Все вокруг было до умопомрачения ясно и убедительно. То есть настолько ясно, что и сорока умов не надо, чтоб понять: жизнь эта реальна, отнюдь не призрачна. Взгляд Ванин скользил: вот грубое полотно рубахи и прореха на локте мужика… вон облачко пухлое на небе… а это колоски ржи, повисшие на золотых стеблях… руку протянешь — можешь потрогать василек на меже, синий-синий… Ваня сорвал этот василек, единственно чтоб ощутить его — стебелек в пальцах был тверд, и явственен нежный запах цветка. Все настоящее! Всё-всё… Аринка смущалась, когда он поглядывал на неё, наверно, за этот случай в бане, но уже стала посмелей.

В душе Вани поднимался непонятный восторг — хотелось вскинуть руки, взвиться в небо и вострепетать песней, вот как этот жавороночек, что поет-заливается. Ведь надо же: ласковое лето вокруг — жара, жаворонок поет, ветер веет.

Абросим потер в пальцах рукав его рубахи:

— Ишь, лопотинка-то не нашенска. И пуговки… Заморское, что ль?

— Московское… Может, и из-за моря привезли.

— То-то, я гляжу. Ишь ты…

Аринка что-то шептала матери, обе улыбались.

— Как нынче с урожаем-то в вашей стороне? — спрашивал Абросим.

— Похуже этого. — Ваня оглядывал поле: рожь тут стояла, что называется, стеной.

— Нам Бог дал по трудам нашим… — произнес Абросим удовлетворенно. — Не пожалуюсь: по трудам нынче хлебушко.

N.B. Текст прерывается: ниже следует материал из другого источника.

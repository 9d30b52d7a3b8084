//! # Binding Resolver
//!
//! Service layers declare *virtual nodes*: named placeholders such as
//! `eth7` that are not yet tied to a machine. A [`Binding`] pairs a virtual
//! node with a [`Filter`], and resolution picks the concrete registry
//! node(s) that will host it.
//!
//! ## Filters
//!
//! A filter is a closed predicate tree. Leaves test one property of a node
//! (ASN, exact name, anchored name pattern, role, address inside a prefix),
//! and [`Filter::All`] / [`Filter::Any`] combine them.
//!
//! ## Binding kinds
//!
//! - [`BindingKind::Single`]: exactly one node must match; more than one is
//!   [`EmuError::BindingAmbiguous`]
//! - [`BindingKind::Broadcast`]: the virtual node is hosted on every match
//!
//! Zero matches is always [`EmuError::BindingUnsatisfied`]. Route servers
//! belong to exchanges, not to ASes, and are never candidates. A node hosts
//! at most one virtual node: a binding that selects a node already taken by
//! another virtual node fails with [`EmuError::NodeAlreadyHosting`].
//!
//! Applying bindings is idempotent: a virtual node that is already bound is
//! skipped on every later application.

use crate::error::{EmuError, Result};
use crate::ip::Ipv4Prefix;
use crate::registry::{Node, NodeRef, NodeRole, Registry};
use regex::Regex;
use std::collections::BTreeMap;
use std::fmt;

/// Virtual node name -> nodes hosting it.
pub type BoundNodes = BTreeMap<String, Vec<NodeRef>>;

#[derive(Debug, Clone)]
pub enum Filter {
    Asn(u32),
    NodeName(String),
    /// Anchored: must match the whole node name
    NamePattern(Regex),
    Role(NodeRole),
    /// Some interface address lies inside the prefix
    InPrefix(Ipv4Prefix),
    All(Vec<Filter>),
    Any(Vec<Filter>),
}

impl Filter {
    pub fn asn(asn: u32) -> Self {
        Filter::Asn(asn)
    }

    pub fn node_name(name: impl Into<String>) -> Self {
        Filter::NodeName(name.into())
    }

    pub fn name_pattern(pattern: &str) -> Result<Self> {
        Ok(Filter::NamePattern(Regex::new(&format!("^(?:{})$", pattern))?))
    }

    pub fn role(role: NodeRole) -> Self {
        Filter::Role(role)
    }

    pub fn in_prefix(prefix: Ipv4Prefix) -> Self {
        Filter::InPrefix(prefix)
    }

    /// Both predicates must hold.
    pub fn and(self, other: Filter) -> Self {
        match self {
            Filter::All(mut filters) => {
                filters.push(other);
                Filter::All(filters)
            }
            first => Filter::All(vec![first, other]),
        }
    }

    /// Either predicate may hold.
    pub fn or(self, other: Filter) -> Self {
        match self {
            Filter::Any(mut filters) => {
                filters.push(other);
                Filter::Any(filters)
            }
            first => Filter::Any(vec![first, other]),
        }
    }

    pub fn matches(&self, node: &Node) -> bool {
        match self {
            Filter::Asn(asn) => node.asn() == *asn,
            Filter::NodeName(name) => node.name() == name,
            Filter::NamePattern(pattern) => pattern.is_match(node.name()),
            Filter::Role(role) => node.role() == *role,
            Filter::InPrefix(prefix) => node
                .interfaces()
                .iter()
                .filter_map(|iface| iface.address)
                .any(|addr| prefix.contains(addr)),
            Filter::All(filters) => filters.iter().all(|f| f.matches(node)),
            Filter::Any(filters) => filters.iter().any(|f| f.matches(node)),
        }
    }
}

impl fmt::Display for Filter {
    fn fmt(&self, f: &mut fmt::Formatter<'_>) -> fmt::Result {
        let join = |filters: &[Filter], sep: &str| {
            filters
                .iter()
                .map(ToString::to_string)
                .collect::<Vec<_>>()
                .join(sep)
        };
        match self {
            Filter::Asn(asn) => write!(f, "asn={}", asn),
            Filter::NodeName(name) => write!(f, "name={}", name),
            Filter::NamePattern(pattern) => write!(f, "name~{}", pattern.as_str()),
            Filter::Role(role) => write!(f, "role={}", role),
            Filter::InPrefix(prefix) => write!(f, "prefix={}", prefix),
            Filter::All(filters) => write!(f, "{}", join(filters, " and ")),
            Filter::Any(filters) => write!(f, "({})", join(filters, " or ")),
        }
    }
}

#[derive(Debug, Clone, Copy, Default, PartialEq, Eq, serde::Serialize, serde::Deserialize)]
#[serde(rename_all = "snake_case")]
pub enum BindingKind {
    #[default]
    Single,
    Broadcast,
}

#[derive(Debug, Clone)]
pub struct Binding {
    virtual_node: String,
    filter: Filter,
    kind: BindingKind,
}

impl Binding {
    pub fn new(virtual_node: impl Into<String>, filter: Filter) -> Self {
        Binding {
            virtual_node: virtual_node.into(),
            filter,
            kind: BindingKind::Single,
        }
    }

    pub fn broadcast(virtual_node: impl Into<String>, filter: Filter) -> Self {
        Binding {
            kind: BindingKind::Broadcast,
            ..Binding::new(virtual_node, filter)
        }
    }

    pub fn virtual_node(&self) -> &str {
        &self.virtual_node
    }

    pub fn filter(&self) -> &Filter {
        &self.filter
    }

    pub fn kind(&self) -> BindingKind {
        self.kind
    }
}

/// Every AS node matching `filter`, in registry order.
pub fn resolve_binding(registry: &Registry, virtual_node: &str, filter: &Filter) -> Result<Vec<NodeRef>> {
    let matches: Vec<NodeRef> = registry
        .as_nodes()
        .filter(|node| filter.matches(node))
        .map(Node::node_ref)
        .collect();

    if matches.is_empty() {
        return Err(EmuError::BindingUnsatisfied {
            virtual_node: virtual_node.to_string(),
            filter: filter.to_string(),
        });
    }
    Ok(matches)
}

/// Resolve one binding into `bound`, unless its virtual node is already bound.
///
/// Returns `true` when this call bound the virtual node.
pub fn apply_binding(registry: &Registry, binding: &Binding, bound: &mut BoundNodes) -> Result<bool> {
    if bound.contains_key(binding.virtual_node()) {
        log::debug!("Virtual node {} already bound; skipping", binding.virtual_node());
        return Ok(false);
    }

    let matches = resolve_binding(registry, binding.virtual_node(), binding.filter())?;
    if binding.kind() == BindingKind::Single && matches.len() > 1 {
        return Err(EmuError::BindingAmbiguous {
            virtual_node: binding.virtual_node().to_string(),
            candidates: matches.iter().map(ToString::to_string).collect(),
        });
    }

    for node in &matches {
        if let Some((hosted, _)) = bound.iter().find(|(_, hosts)| hosts.contains(node)) {
            return Err(EmuError::NodeAlreadyHosting {
                virtual_node: binding.virtual_node().to_string(),
                node: node.to_string(),
                hosted: hosted.clone(),
            });
        }
    }

    log::debug!(
        "Bound virtual node {} to {}",
        binding.virtual_node(),
        matches
            .iter()
            .map(ToString::to_string)
            .collect::<Vec<_>>()
            .join(", ")
    );
    bound.insert(binding.virtual_node().to_string(), matches);
    Ok(true)
}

Вы-то на барщине али как?

— Были и на барщине, — уклончиво сказал Ваня. — Теперь иначе.

— А-а… А мы три дня на господском поле, четыре на своем. Ничего, жить можно. Раньше иначе было, да царь-батюшка указ издал: не мучить мужика барщиной сверх меры. А мера — три дня.

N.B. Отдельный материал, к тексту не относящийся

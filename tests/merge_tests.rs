use asemu::error::Conflict;
use asemu::layer::{Base, Ebgp, Ibgp, Routing};
use asemu::makers::make_stub_as;
use asemu::{Binding, EmuError, Emulator, Filter};

/// One exchange with `asns` attached and peering through its route server.
fn piece(exchange: u32, asns: &[u32]) -> Emulator {
    let mut emu = Emulator::new();
    emu.registry_mut()
        .unwrap()
        .create_internet_exchange(exchange)
        .unwrap();
    for asn in asns {
        make_stub_as(&mut emu, *asn, exchange, 1).unwrap();
    }
    let mut ebgp = Ebgp::new();
    ebgp.add_rs_peers(exchange, asns);
    emu.add_layer(ebgp).unwrap();
    emu
}

#[test]
fn test_merge_is_associative() {
    let a = piece(10, &[150]);
    let b = piece(11, &[151]);
    let mut c = piece(12, &[152]);
    c.add_layer(Base).unwrap();

    let left = a.merge(&b).unwrap().merge(&c).unwrap();
    let right = a.merge(&b.merge(&c).unwrap()).unwrap();

    assert_eq!(left.registry(), right.registry());
    assert_eq!(left.layer_names(), right.layer_names());
    assert_eq!(left.layer_names(), vec!["Ebgp", "Base"]);

    let peers = |emu: &Emulator| {
        emu.layer_as::<Ebgp>("Ebgp")
            .map(|ebgp| ebgp.rs_peers().to_vec())
            .unwrap()
    };
    assert_eq!(peers(&left), peers(&right));
    assert_eq!(peers(&left), vec![(10, 150), (11, 151), (12, 152)]);
}

#[test]
fn test_merged_pieces_render_together() {
    let a = piece(10, &[150, 151]);
    let mut b = piece(11, &[152]);
    b.add_layer(Base).unwrap();
    b.add_layer(Routing).unwrap();
    b.add_layer(Ibgp::new()).unwrap();

    let mut emu = a.merge(&b).unwrap();
    emu.render().unwrap();
    assert_eq!(emu.applied_order(), &["Base", "Routing", "Ebgp", "Ibgp"]);
}

#[test]
fn test_conflicts_are_reported_together() {
    let a = piece(10, &[150]);
    let b = piece(10, &[150]);

    let err = a.merge(&b).unwrap_err();
    match err {
        EmuError::MergeConflict { conflicts } => {
            assert!(conflicts.contains(&Conflict::Asn(150)));
            assert!(conflicts.contains(&Conflict::Exchange(10)));
        }
        other => panic!("unexpected error: {}", other),
    }
    // inputs stay usable
    assert_eq!(a.registry().asns(), vec![150]);
    assert_eq!(b.registry().asns(), vec![150]);
}

#[test]
fn test_bindings_concatenate_in_order() {
    let mut a = Emulator::new();
    a.add_binding(Binding::new("web", Filter::asn(150))).unwrap();
    let mut b = Emulator::new();
    b.add_binding(Binding::broadcast("dns", Filter::asn(151))).unwrap();

    let merged = a.merge(&b).unwrap();
    let names: Vec<&str> = merged.bindings().iter().map(Binding::virtual_node).collect();
    assert_eq!(names, vec!["web", "dns"]);
}

#[test]
fn test_shared_virtual_node_metadata_conflicts() {
    let mut a = Emulator::new();
    a.virtual_node_mut("eth1").unwrap().set_display_name("left");
    let mut b = Emulator::new();
    b.virtual_node_mut("eth1").unwrap().set_display_name("right");

    let err = a.merge(&b).unwrap_err();
    assert!(matches!(
        err,
        EmuError::MergeConflict { ref conflicts } if conflicts == &[Conflict::VirtualNode("eth1".to_string())]
    ));
}
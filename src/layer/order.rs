//! Layer dependency resolution.
//!
//! Produces a total order in which every layer comes after all of its
//! dependencies. Among layers that are ready at the same time the one
//! installed first wins, so the order is stable and deterministic.

use super::Layer;
use crate::error::{EmuError, Result};
use std::collections::HashMap;
use std::rc::Rc;

/// Resolve the render order of installed layers, as indices into `layers`.
///
/// # Errors
/// * `DuplicateEntity` when two layers share a name
/// * `UnknownDependency` when a layer names a layer that is not installed
/// * `CyclicDependency` naming the layers on a cycle
pub fn resolve_order(layers: &[Rc<dyn Layer>]) -> Result<Vec<usize>> {
    let entries: Vec<(String, Vec<String>)> = layers
        .iter()
        .map(|layer| (layer.name().to_string(), layer.dependencies()))
        .collect();
    order_entries(&entries)
}

/// Kahn's algorithm over `(name, dependencies)` pairs, breaking ties by
/// insertion order.
pub(crate) fn order_entries(entries: &[(String, Vec<String>)]) -> Result<Vec<usize>> {
    let mut index: HashMap<&str, usize> = HashMap::new();
    for (i, (name, _)) in entries.iter().enumerate() {
        if index.insert(name.as_str(), i).is_some() {
            return Err(EmuError::duplicate("layer", name));
        }
    }

    let mut dependencies: Vec<Vec<usize>> = Vec::with_capacity(entries.len());
    for (name, deps) in entries {
        let mut resolved = Vec::with_capacity(deps.len());
        for dep in deps {
            let dep_index = index.get(dep.as_str()).ok_or_else(|| EmuError::UnknownDependency {
                layer: name.clone(),
                dependency: dep.clone(),
            })?;
            if !resolved.contains(dep_index) {
                resolved.push(*dep_index);
            }
        }
        dependencies.push(resolved);
    }

    let mut placed = vec![false; entries.len()];
    let mut order = Vec::with_capacity(entries.len());
    while order.len() < entries.len() {
        let ready = (0..entries.len())
            .find(|&i| !placed[i] && dependencies[i].iter().all(|&d| placed[d]));
        match ready {
            Some(i) => {
                placed[i] = true;
                order.push(i);
            }
            None => {
                let cycle = find_cycle(&dependencies, &placed)
                    .into_iter()
                    .map(|i| entries[i].0.clone())
                    .collect();
                return Err(EmuError::CyclicDependency { cycle });
            }
        }
    }

    log::debug!(
        "Resolved layer order: {}",
        order
            .iter()
            .map(|&i| entries[i].0.as_str())
            .collect::<Vec<_>>()
            .join(", ")
    );
    Ok(order)
}

/// Walk unplaced dependencies until a layer repeats. Every unplaced layer
/// has at least one unplaced dependency once Kahn stalls, so the walk
/// always closes a loop. The returned path starts and ends with the same
/// layer.
fn find_cycle(dependencies: &[Vec<usize>], placed: &[bool]) -> Vec<usize> {
    let Some(start) = (0..placed.len()).find(|&i| !placed[i]) else {
        return Vec::new();
    };

    let mut path: Vec<usize> = Vec::new();
    let mut position: HashMap<usize, usize> = HashMap::new();
    let mut current = start;
    loop {
        if let Some(&pos) = position.get(&current) {
            let mut cycle = path[pos..].to_vec();
            cycle.push(current);
            return cycle;
        }
        position.insert(current, path.len());
        path.push(current);
        match dependencies[current].iter().find(|&&d| !placed[d]) {
            Some(&next) => current = next,
            None => return path,
        }
    }
}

И Ваня видел на той возвышенности, что называлась Селиверстовым холмом, крышу не мужицкого, а барского строения — она выглядывала в купах деревьев.

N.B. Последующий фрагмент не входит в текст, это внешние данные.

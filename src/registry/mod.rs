//! # Node/AS Registry
//!
//! The registry holds every autonomous system, internet exchange, network
//! and node of one emulation. It is pure data plus the invariants that keep
//! it consistent:
//!
//! - ASNs are unique within a registry
//! - exchange IDs are unique within a registry
//! - network names are unique within their AS, node names likewise
//!
//! ## Lifecycle
//!
//! 1. **Construction**: topology helpers (see `makers`) create ASes,
//!    networks, routers and hosts, and declare which networks each node
//!    joins.
//! 2. **Rendering**: layers mutate the registry in dependency order. The
//!    base layer assigns prefixes and addresses, routing layers append
//!    BIRD configuration, services attach software and start commands.
//! 3. **Compilation**: the compiler walks the finished registry read-only.
//!
//! ## Merging
//!
//! Two registries built independently can be combined with
//! [`Registry::disjoint_union`]. The union is refused, and neither input is
//! touched, when both sides define the same ASN or exchange ID.
//!
//! The registry is not thread-safe; share it behind external
//! synchronisation if you must.

pub mod types;

use crate::error::{Conflict, EmuError, Result};
use std::collections::BTreeMap;

pub use types::{
    AutonomousSystem, HostedVirtualNode, InternetExchange, Network, NetworkId, NetworkInterface,
    NetworkType, Node, NodeFile, NodeRef, NodeRole, PortForward, StartCommand, StateVolume,
};

#[derive(Debug, Clone, Default, PartialEq)]
pub struct Registry {
    autonomous_systems: BTreeMap<u32, AutonomousSystem>,
    exchanges: BTreeMap<u32, InternetExchange>,
}

impl Registry {
    pub fn new() -> Self {
        Self::default()
    }

    pub fn create_autonomous_system(&mut self, asn: u32) -> Result<&mut AutonomousSystem> {
        if asn == 0 {
            return Err(EmuError::InvalidTopology("ASN 0 is reserved".to_string()));
        }
        if self.autonomous_systems.contains_key(&asn) {
            return Err(EmuError::duplicate("autonomous system", asn));
        }
        log::debug!("Creating AS{}", asn);
        Ok(self
            .autonomous_systems
            .entry(asn)
            .or_insert_with(|| AutonomousSystem::new(asn)))
    }

    pub fn create_internet_exchange(&mut self, id: u32) -> Result<&mut InternetExchange> {
        if id == 0 {
            return Err(EmuError::InvalidTopology("exchange id 0 is reserved".to_string()));
        }
        if self.exchanges.contains_key(&id) {
            return Err(EmuError::duplicate("internet exchange", id));
        }
        log::debug!("Creating IX{}", id);
        Ok(self
            .exchanges
            .entry(id)
            .or_insert_with(|| InternetExchange::new(id)))
    }

    pub fn autonomous_system(&self, asn: u32) -> Result<&AutonomousSystem> {
        self.autonomous_systems
            .get(&asn)
            .ok_or_else(|| EmuError::unknown("autonomous system", asn))
    }

    pub fn autonomous_system_mut(&mut self, asn: u32) -> Result<&mut AutonomousSystem> {
        self.autonomous_systems
            .get_mut(&asn)
            .ok_or_else(|| EmuError::unknown("autonomous system", asn))
    }

    pub fn exchange(&self, id: u32) -> Result<&InternetExchange> {
        self.exchanges
            .get(&id)
            .ok_or_else(|| EmuError::unknown("internet exchange", id))
    }

    pub fn exchange_mut(&mut self, id: u32) -> Result<&mut InternetExchange> {
        self.exchanges
            .get_mut(&id)
            .ok_or_else(|| EmuError::unknown("internet exchange", id))
    }

    pub fn has_autonomous_system(&self, asn: u32) -> bool {
        self.autonomous_systems.contains_key(&asn)
    }

    pub fn has_exchange(&self, id: u32) -> bool {
        self.exchanges.contains_key(&id)
    }

    pub fn autonomous_systems(&self) -> impl Iterator<Item = &AutonomousSystem> + '_ {
        self.autonomous_systems.values()
    }

    pub fn autonomous_systems_mut(&mut self) -> impl Iterator<Item = &mut AutonomousSystem> + '_ {
        self.autonomous_systems.values_mut()
    }

    pub fn exchanges(&self) -> impl Iterator<Item = &InternetExchange> + '_ {
        self.exchanges.values()
    }

    pub fn exchanges_mut(&mut self) -> impl Iterator<Item = &mut InternetExchange> + '_ {
        self.exchanges.values_mut()
    }

    pub fn asns(&self) -> Vec<u32> {
        self.autonomous_systems.keys().copied().collect()
    }

    pub fn exchange_ids(&self) -> Vec<u32> {
        self.exchanges.keys().copied().collect()
    }

    /// Nodes owned by autonomous systems, ordered by ASN then creation.
    pub fn as_nodes(&self) -> impl Iterator<Item = &Node> + '_ {
        self.autonomous_systems.values().flat_map(|asys| asys.nodes().iter())
    }

    /// Every node: AS nodes first, then exchange route servers.
    pub fn nodes(&self) -> impl Iterator<Item = &Node> + '_ {
        self.as_nodes()
            .chain(self.exchanges.values().map(|ix| ix.route_server()))
    }

    pub fn node_count(&self) -> usize {
        self.nodes().count()
    }

    /// Every network: AS-local networks first, then peering LANs.
    pub fn networks(&self) -> impl Iterator<Item = &Network> + '_ {
        self.autonomous_systems
            .values()
            .flat_map(|asys| asys.networks().iter())
            .chain(self.exchanges.values().map(|ix| ix.peering_lan()))
    }

    pub fn network(&self, id: &NetworkId) -> Option<&Network> {
        match id {
            NetworkId::Local { asn, name } => self.autonomous_systems.get(asn)?.network(name),
            NetworkId::Exchange(ix) => self.exchanges.get(ix).map(|ix| ix.peering_lan()),
        }
    }

    pub fn node(&self, node: &NodeRef) -> Option<&Node> {
        match node {
            NodeRef::As { asn, name } => self.autonomous_systems.get(asn)?.node(name),
            NodeRef::RouteServer { exchange } => {
                self.exchanges.get(exchange).map(|ix| ix.route_server())
            }
        }
    }

    pub fn node_mut(&mut self, node: &NodeRef) -> Result<&mut Node> {
        let found = match node {
            NodeRef::As { asn, name } => self
                .autonomous_systems
                .get_mut(asn)
                .and_then(|asys| asys.node_mut(name)),
            NodeRef::RouteServer { exchange } => self
                .exchanges
                .get_mut(exchange)
                .map(|ix| ix.route_server_mut()),
        };
        found.ok_or_else(|| EmuError::unknown("node", node))
    }

    /// Disjoint mutable views used while wiring exchange addresses.
    pub(crate) fn parts_mut(
        &mut self,
    ) -> (
        &mut BTreeMap<u32, AutonomousSystem>,
        &mut BTreeMap<u32, InternetExchange>,
    ) {
        (&mut self.autonomous_systems, &mut self.exchanges)
    }

    /// Everything that would collide if `other` were merged into `self`.
    pub fn conflicts_with(&self, other: &Registry) -> Vec<Conflict> {
        let asns = self
            .autonomous_systems
            .keys()
            .filter(|asn| other.autonomous_systems.contains_key(asn))
            .map(|asn| Conflict::Asn(*asn));
        let exchanges = self
            .exchanges
            .keys()
            .filter(|id| other.exchanges.contains_key(id))
            .map(|id| Conflict::Exchange(*id));
        asns.chain(exchanges).collect()
    }

    /// Union of two registries that share no ASN and no exchange ID.
    ///
    /// Validation happens before anything is copied, so on failure both
    /// inputs are exactly as they were.
    pub fn disjoint_union(&self, other: &Registry) -> Result<Registry> {
        let conflicts = self.conflicts_with(other);
        if !conflicts.is_empty() {
            return Err(EmuError::MergeConflict { conflicts });
        }
        let mut merged = self.clone();
        merged.autonomous_systems.extend(
            other
                .autonomous_systems
                .iter()
                .map(|(asn, asys)| (*asn, asys.clone())),
        );
        merged
            .exchanges
            .extend(other.exchanges.iter().map(|(id, ix)| (*id, ix.clone())));
        Ok(merged)
    }
}

#[cfg(test)]
mod tests {
    use super::*;

    fn registry_with(asns: &[u32], exchanges: &[u32]) -> Registry {
        let mut registry = Registry::new();
        for ix in exchanges {
            registry.create_internet_exchange(*ix).unwrap();
        }
        for asn in asns {
            let asys = registry.create_autonomous_system(*asn).unwrap();
            asys.create_network("net0").unwrap();
            asys.create_router("router0").unwrap().join_network("net0");
        }
        registry
    }

    #[test]
    fn test_duplicate_asn_and_exchange_rejected() {
        let mut registry = registry_with(&[100], &[100]);
        assert!(matches!(
            registry.create_autonomous_system(100),
            Err(EmuError::DuplicateEntity { .. })
        ));
        assert!(matches!(
            registry.create_internet_exchange(100),
            Err(EmuError::DuplicateEntity { .. })
        ));
    }

    #[test]
    fn test_as_and_exchange_may_share_a_number() {
        let registry = registry_with(&[99, 100, 101], &[100]);
        assert_eq!(registry.asns(), vec![99, 100, 101]);
        assert_eq!(registry.exchange_ids(), vec![100]);
        // three routers plus one route server
        assert_eq!(registry.node_count(), 4);
    }

    #[test]
    fn test_duplicate_nodes_and_networks_rejected() {
        let mut registry = registry_with(&[10], &[]);
        let asys = registry.autonomous_system_mut(10).unwrap();
        assert!(asys.create_network("net0").is_err());
        assert!(asys.create_host("router0").is_err());
    }

    #[test]
    fn test_lookup_by_reference() {
        let registry = registry_with(&[10], &[20]);
        let router = registry.node(&NodeRef::as_node(10, "router0")).unwrap();
        assert_eq!(router.identifier(), "as10_router0");
        let rs = registry.node(&NodeRef::RouteServer { exchange: 20 }).unwrap();
        assert_eq!(rs.identifier(), "ix20_rs");
        assert!(registry.network(&NetworkId::exchange(20)).is_some());
        assert!(registry.network(&NetworkId::local(10, "net1")).is_none());
    }

    #[test]
    fn test_disjoint_union_conflict_leaves_inputs_untouched() {
        let a = registry_with(&[1, 2], &[20]);
        let b = registry_with(&[2, 3], &[20]);
        let (a_before, b_before) = (a.clone(), b.clone());

        match a.disjoint_union(&b) {
            Err(EmuError::MergeConflict { conflicts }) => {
                assert_eq!(conflicts, vec![Conflict::Asn(2), Conflict::Exchange(20)]);
            }
            other => panic!("expected merge conflict, got {:?}", other.map(|_| ())),
        }
        assert_eq!(a, a_before);
        assert_eq!(b, b_before);
    }

    #[test]
    fn test_disjoint_union_is_associative() {
        let a = registry_with(&[1], &[10]);
        let b = registry_with(&[2], &[20]);
        let c = registry_with(&[3], &[30]);

        let left = a.disjoint_union(&b).unwrap().disjoint_union(&c).unwrap();
        let right = a.disjoint_union(&b.disjoint_union(&c).unwrap()).unwrap();
        assert_eq!(left, right);
        assert_eq!(left.asns(), vec![1, 2, 3]);
        assert_eq!(left.exchange_ids(), vec![10, 20, 30]);
    }
}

— Порет, небось, вас на конюшне? — поинтересовался Ваня. — Как везде, — отвечал Абросим. — Не воруй, не пьянствуй, чти отца с матерью и святую церковь, так и пороть не будут.

— У нас барин добрый, — сказала Анисья. — Только что книгочей… полорот маленько, расплетена варежка… Книги-то хоть кого до добра не доведут.

— Ладно, не болтай лишнего, — строговато остановил жену Абросим. — То не нашего ума дело. Каждому своя планида на этом свете: тому землю пахать, а этому книги составлять.

— А что ж на поле у барина — тоже хлеб убираете? — спросил Ваня. — В чем состоит работа на барщине?

— Баба моя жнет, а я плотничаю: строим в Пилятицах церковь, — Абросим перекрестился. — Она, слышь, каменна, а я по этому делу не мастер, но и мне работа есть, ничего. Конечно, теперь жнитво, день год кормит, да барин строг, спешит — к зиме хочет закончить, к Введенью Пресвятой Богородицы. Обет, вишь, такой дал.

Что-то не узнавал Ваня Пилятиц: деревья, что ли, росли не так? И дома стояли не так, да и крыши соломенные. Не было кирпичных складов на окраине, столбов электропередачи…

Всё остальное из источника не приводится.